[Saved entries]
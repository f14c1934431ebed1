//! Login-link configuration.
//!
//! Values are supplied by the application; nothing here reads the environment.
//! Token lifetime belongs to the [`TokenStore`](crate::token_store::TokenStore).

/// Login-link configuration.
#[derive(Debug, Clone, PartialEq, Eq)]
pub struct LoginLinkConfig {
    /// Base URL of the client application (e.g., "https://app.example.com").
    ///
    /// Links are formatted as: `{base_url}{verify_path}?token={token}`
    pub base_url: String,

    /// Path of the client page that redeems the token.
    ///
    /// Default: `/auth/verify`
    pub verify_path: String,
}

impl LoginLinkConfig {
    /// Create new login-link configuration.
    ///
    /// # Arguments
    ///
    /// * `base_url` - Base URL of the client application
    #[must_use]
    pub fn new(base_url: impl Into<String>) -> Self {
        Self {
            base_url: base_url.into(),
            verify_path: "/auth/verify".to_string(),
        }
    }

    /// Set the verification page path.
    #[must_use]
    pub fn with_verify_path(mut self, path: impl Into<String>) -> Self {
        self.verify_path = path.into();
        self
    }

    /// Build the link that redeems `token`.
    ///
    /// # Examples
    ///
    /// ```
    /// use relay_auth::config::LoginLinkConfig;
    ///
    /// let config = LoginLinkConfig::new("https://app.example.com/");
    /// assert_eq!(
    ///     config.link_for("abc"),
    ///     "https://app.example.com/auth/verify?token=abc"
    /// );
    /// ```
    #[must_use]
    pub fn link_for(&self, token: &str) -> String {
        let base = self.base_url.trim_end_matches('/');
        let path = self.verify_path.trim_start_matches('/');
        format!("{base}/{path}?token={token}")
    }
}

impl Default for LoginLinkConfig {
    fn default() -> Self {
        Self::new("http://localhost:3000")
    }
}

#[cfg(test)]
mod tests {
    use super::*;

    #[test]
    fn test_defaults() {
        let config = LoginLinkConfig::default();
        assert_eq!(config.base_url, "http://localhost:3000");
        assert_eq!(config.verify_path, "/auth/verify");
    }

    #[test]
    fn test_link_joins_without_double_slash() {
        let config = LoginLinkConfig::new("http://localhost:3000")
            .with_verify_path("login/confirm");

        assert_eq!(
            config.link_for("t0k"),
            "http://localhost:3000/login/confirm?token=t0k"
        );
    }
}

§ YOUR TASK: Your answer should be every entry above, repeated exactly.

§ WRITTEN RESPONSE:
repository f14c1934431ebed1
//! Login-link configuration.
//!
//! Values are supplied by the application; nothing here reads the environment.
//! Token lifetime belongs to the [`TokenStore`](crate::token_store::TokenStore).

/// Login-link configuration.
#[derive(Debug, Clone, PartialEq, Eq)]
pub struct LoginLinkConfig {
    /// Base URL of the client application (e.g., "https://app.example.com").
    ///
    /// Links are formatted as: `{base_url}{verify_path}?token={token}`
    pub base_url: String,

    /// Path of the client page that redeems the token.
    ///
    /// Default: `/auth/verify`
    pub verify_path: String,
}

impl LoginLinkConfig {
    /// Create new login-link configuration.
    ///
    /// # Arguments
    ///
    /// * `base_url` - Base URL of the client application
    #[must_use]
    pub fn new(base_url: impl Into<String>) -> Self {
        Self {
            base_url: base_url.into(),
            verify_path: "/auth/verify".to_string(),
        }
    }

    /// Set the verification page path.
    #[must_use]
    pub fn with_verify_path(mut self, path: impl Into<String>) -> Self {
        self.verify_path = path.into();
        self
    }

    /// Build the link that redeems `token`.
    ///
    /// # Examples
    ///
    /// ```
    /// use relay_auth::config::LoginLinkConfig;
    ///
    /// let config = LoginLinkConfig::new("https://app.example.com/");
    /// assert_eq!(
    ///     config.link_for("abc"),
    ///     "https://app.example.com/auth/verify?token=abc"
    /// );
    /// ```
    #[must_use]
    pub fn link_for(&self, token: &str) -> String {
        let base = self.base_url.trim_end_matches('/');
        let path = self.verify_path.trim_start_matches('/');
        format!("{base}/{path}?token={token}")
    }
}

impl Default for LoginLinkConfig {
    fn default() -> Self {
        Self::new("http://localhost:3000")
    }
}

#[cfg(test)]
mod tests {
    use super::*;

    #[test]
    fn test_defaults() {
        let config = LoginLinkConfig::default();
        assert_eq!(config.base_url, "http://localhost:3000");
        assert_eq!(config.verify_path, "/auth/verify");
    }

    #[test]
    fn test_link_joins_without_double_slash() {
        let config = LoginLinkConfig::new("http://localhost:3000")
            .with_verify_path("login/confirm");

        assert_eq!(
            config.link_for("t0k"),
            "http://localhost:3000/login/confirm?token=t0k"
        );
    }
}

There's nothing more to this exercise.